While it’s disappointing the SX10 IS doesn’t feature any kind of high definition, or even widescreen options, there’s no denying its movie mode delivers very good results. The video is clean and detailed, and the audio undistorted. It’s great to be able to zoom while filming, and the Continuous AF mode does a good job of keeping it (mostly) in focus as you do so.
Its arch rival the Panasonic FZ28 also has a great movie mode which allows you to zoom while filming but boasts widescreen and 720P high definition options. Set to standard definition, the Canon has the edge in video quality, but while the FZ28’s HD mode has noise artefacts and is nowhere as sharp as a dedicated camcorder, it ultimately records more detail than the Canon. The SX10 IS does however feature clearer audio (in stereo too) and hunted less while focusing in our tests. If you’re happy with standard definition video, the SX10 IS is ultimately preferred.
It would be remiss of us not to mention the SX1 IS version of Canon’s super-zoom which is identical other than its CMOS sensor and widescreen display. This sensor may have the same resolution as the SX10 IS for still photos, but allows the camera to record high definition video in the 1080P format, thereby trumping Panasonic’s 720P mode. It also features quicker continuous shooting – see next section.
Canon PowerShot SX10 IS Drive modes
The Canon PowerShot SX10 IS offers just one continuous shooting option, and disappointingly it’s a little slower than the already modest capabilities of its predecessor. The S5 IS could shoot at 1.5fps with its focus locked, or 0.9fps with autofocus. The SX10 IS drops this slightly to 1.4fps with fixed focus, or 0.7fps with autofocus.
To put this to the test we fitted the SX10 IS with a formatted SanDisk Ultra II 1GB SD card and captured 50 Large Superfine JPEGs at 80 ISO in 35 seconds, corresponding to a slightly quicker than quoted 1.42fps. Like the PowerShot G10 though, this is still too slow to effectively capture most action sequences, and the ability to keep shooting until you run out of memory is no real consolation.
In contrast, the Panasonic Lumix FZ28 takes a more sensible approach to continuous shooting.
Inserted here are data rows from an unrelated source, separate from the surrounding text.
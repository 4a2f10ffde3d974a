//! # Postprocessor Router
//!
//! Legacy single-handler-per-entity routing that runs alongside the dispatch
//! table. Rules are checked in a fixed order against the raw keys and the
//! first match selects the postprocessor; at most one runs per record.
//!
//! | Order | Rule                                             | Postprocessor |
//! |-------|--------------------------------------------------|---------------|
//! | 1     | partition key starts with `card/`                | card          |
//! | 2     | partition key starts with `chat/`                | chat          |
//! | 3     | partition key starts with `chatMessage/`         | chat message  |
//! | 4     | partition key starts with `comment/`             | comment       |
//! | 5     | partition key starts with `post/`                | post          |
//! | 6     | `user/` partition key and `follower/` sort key   | follower      |

use crate::constants::{sub_prefix, type_prefix, KEY_DELIMITER};
use crate::models::Image;
use std::collections::HashMap;
use std::fmt;
use std::sync::Arc;
use tracing::debug;

/// Legacy per-entity change handler.
///
/// Any sub-dispatch on the sort key (base item versus sub-items) happens
/// inside the postprocessor.
pub trait Postprocessor: Send + Sync {
    /// Name used in logs and dispatch plans
    fn name(&self) -> &str;

    fn run(
        &self,
        partition_key: &str,
        sort_key: &str,
        old_image: &Image,
        new_image: &Image,
    ) -> anyhow::Result<()>;
}

/// Closure-backed [`Postprocessor`]
pub struct FnPostprocessor<F> {
    name: String,
    func: F,
}

impl<F> FnPostprocessor<F>
where
    F: Fn(&str, &str, &Image, &Image) -> anyhow::Result<()> + Send + Sync,
{
    pub fn new(name: impl Into<String>, func: F) -> Self {
        Self {
            name: name.into(),
            func,
        }
    }
}

impl<F> Postprocessor for FnPostprocessor<F>
where
    F: Fn(&str, &str, &Image, &Image) -> anyhow::Result<()> + Send + Sync,
{
    fn name(&self) -> &str {
        &self.name
    }

    fn run(
        &self,
        partition_key: &str,
        sort_key: &str,
        old_image: &Image,
        new_image: &Image,
    ) -> anyhow::Result<()> {
        (self.func)(partition_key, sort_key, old_image, new_image)
    }
}

/// Wrap a closure as a shared [`Postprocessor`].
pub fn postprocessor<F>(name: impl Into<String>, func: F) -> Arc<dyn Postprocessor>
where
    F: Fn(&str, &str, &Image, &Image) -> anyhow::Result<()> + Send + Sync + 'static,
{
    Arc::new(FnPostprocessor::new(name, func))
}

/// Entity kinds that have a legacy postprocessor
#[derive(Debug, Clone, Copy, PartialEq, Eq, Hash)]
pub enum PostprocessorKind {
    Card,
    Chat,
    ChatMessage,
    Comment,
    Post,
    Follower,
}

impl PostprocessorKind {
    /// Rule evaluation order
    pub const ROUTING_ORDER: [Self; 6] = [
        Self::Card,
        Self::Chat,
        Self::ChatMessage,
        Self::Comment,
        Self::Post,
        Self::Follower,
    ];

    /// Whether this kind's rule matches the raw keys.
    pub fn matches(&self, partition_key: &str, sort_key: &str) -> bool {
        match self {
            Self::Card => has_prefix(partition_key, type_prefix::CARD),
            Self::Chat => has_prefix(partition_key, type_prefix::CHAT),
            Self::ChatMessage => has_prefix(partition_key, type_prefix::CHAT_MESSAGE),
            Self::Comment => has_prefix(partition_key, type_prefix::COMMENT),
            Self::Post => has_prefix(partition_key, type_prefix::POST),
            Self::Follower => {
                has_prefix(partition_key, type_prefix::USER)
                    && has_prefix(sort_key, sub_prefix::FOLLOWER)
            }
        }
    }
}

impl fmt::Display for PostprocessorKind {
    fn fmt(&self, f: &mut fmt::Formatter<'_>) -> fmt::Result {
        match self {
            Self::Card => write!(f, "card"),
            Self::Chat => write!(f, "chat"),
            Self::ChatMessage => write!(f, "chat_message"),
            Self::Comment => write!(f, "comment"),
            Self::Post => write!(f, "post"),
            Self::Follower => write!(f, "follower"),
        }
    }
}

/// `key` starts with `prefix` followed by the key delimiter.
fn has_prefix(key: &str, prefix: &str) -> bool {
    key.strip_prefix(prefix)
        .is_some_and(|rest| rest.starts_with(KEY_DELIMITER))
}

/// Selects the legacy postprocessor for a record
#[derive(Clone, Default)]
pub struct PostprocessorRouter {
    postprocessors: HashMap<PostprocessorKind, Arc<dyn Postprocessor>>,
}

impl PostprocessorRouter {
    pub fn new() -> Self {
        Self::default()
    }

    /// Wire the postprocessor for an entity kind, replacing any previous one.
    pub fn register(&mut self, kind: PostprocessorKind, postprocessor: Arc<dyn Postprocessor>) {
        debug!(kind = %kind, postprocessor = %postprocessor.name(), "Registered postprocessor");
        self.postprocessors.insert(kind, postprocessor);
    }

    pub fn with_postprocessor(
        mut self,
        kind: PostprocessorKind,
        postprocessor: Arc<dyn Postprocessor>,
    ) -> Self {
        self.register(kind, postprocessor);
        self
    }

    /// First rule matching the raw keys, if any.
    pub fn select_kind(partition_key: &str, sort_key: &str) -> Option<PostprocessorKind> {
        PostprocessorKind::ROUTING_ORDER
            .into_iter()
            .find(|kind| kind.matches(partition_key, sort_key))
    }

    /// The postprocessor to run for the raw keys. A matched kind with no
    /// wired postprocessor selects nothing.
    pub fn select(&self, partition_key: &str, sort_key: &str) -> Option<&Arc<dyn Postprocessor>> {
        let kind = Self::select_kind(partition_key, sort_key)?;
        self.postprocessors.get(&kind)
    }

    pub fn is_empty(&self) -> bool {
        self.postprocessors.is_empty()
    }
}

impl fmt::Debug for PostprocessorRouter {
    fn fmt(&self, f: &mut fmt::Formatter<'_>) -> fmt::Result {
        let mut wired: Vec<String> = self
            .postprocessors
            .iter()
            .map(|(kind, p)| format!("{kind}={}", p.name()))
            .collect();
        wired.sort();
        f.debug_struct("PostprocessorRouter")
            .field("postprocessors", &wired)
            .finish()
    }
}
Its buffer can capture five standard quality JPEGs at 2.5fps – a speed that may still not be that impressive, but is almost double that of the SX10 IS. Alternatively there’s the High Speed Scene preset which drops the resolution to a mere 3 Megapixels, but allows you to shoot up to 100 images at 7fps or up to 60 at 11fps. Both modes involve compromises and can’t match what you’d enjoy from a typical DSLR, but they do better-equip the FZ28 for action sequences than the SX10 IS.
Finally, it’s worth noting the higher-end PowerShot SX1 IS along with its HD movie recording, also becomes the fastest continuous shooter in Canon’s 2008 compact range, firing off an unprecedented 4fps at its full 10 Megapixel resolution. Again, Canon attributes this to the fast readout of its CMOS sensor.
While continuous shooting on the SX10 IS is a disappointment, Canon has at least put some considerable effort into the self-timer section. Along with traditional ten and two second timers, the Custom option lets you set the countdown to as long as 30 seconds, and have the camera take one to ten shots at the end. This is handy for maximising your chance of successful poses and expressions in timed group shots.
Cleverer still is the new Face Timer option, courtesy of DIGIC 4. This waits until a new face enters the frame before taking the photo two seconds later; you can also change the number of shots taken from one to ten.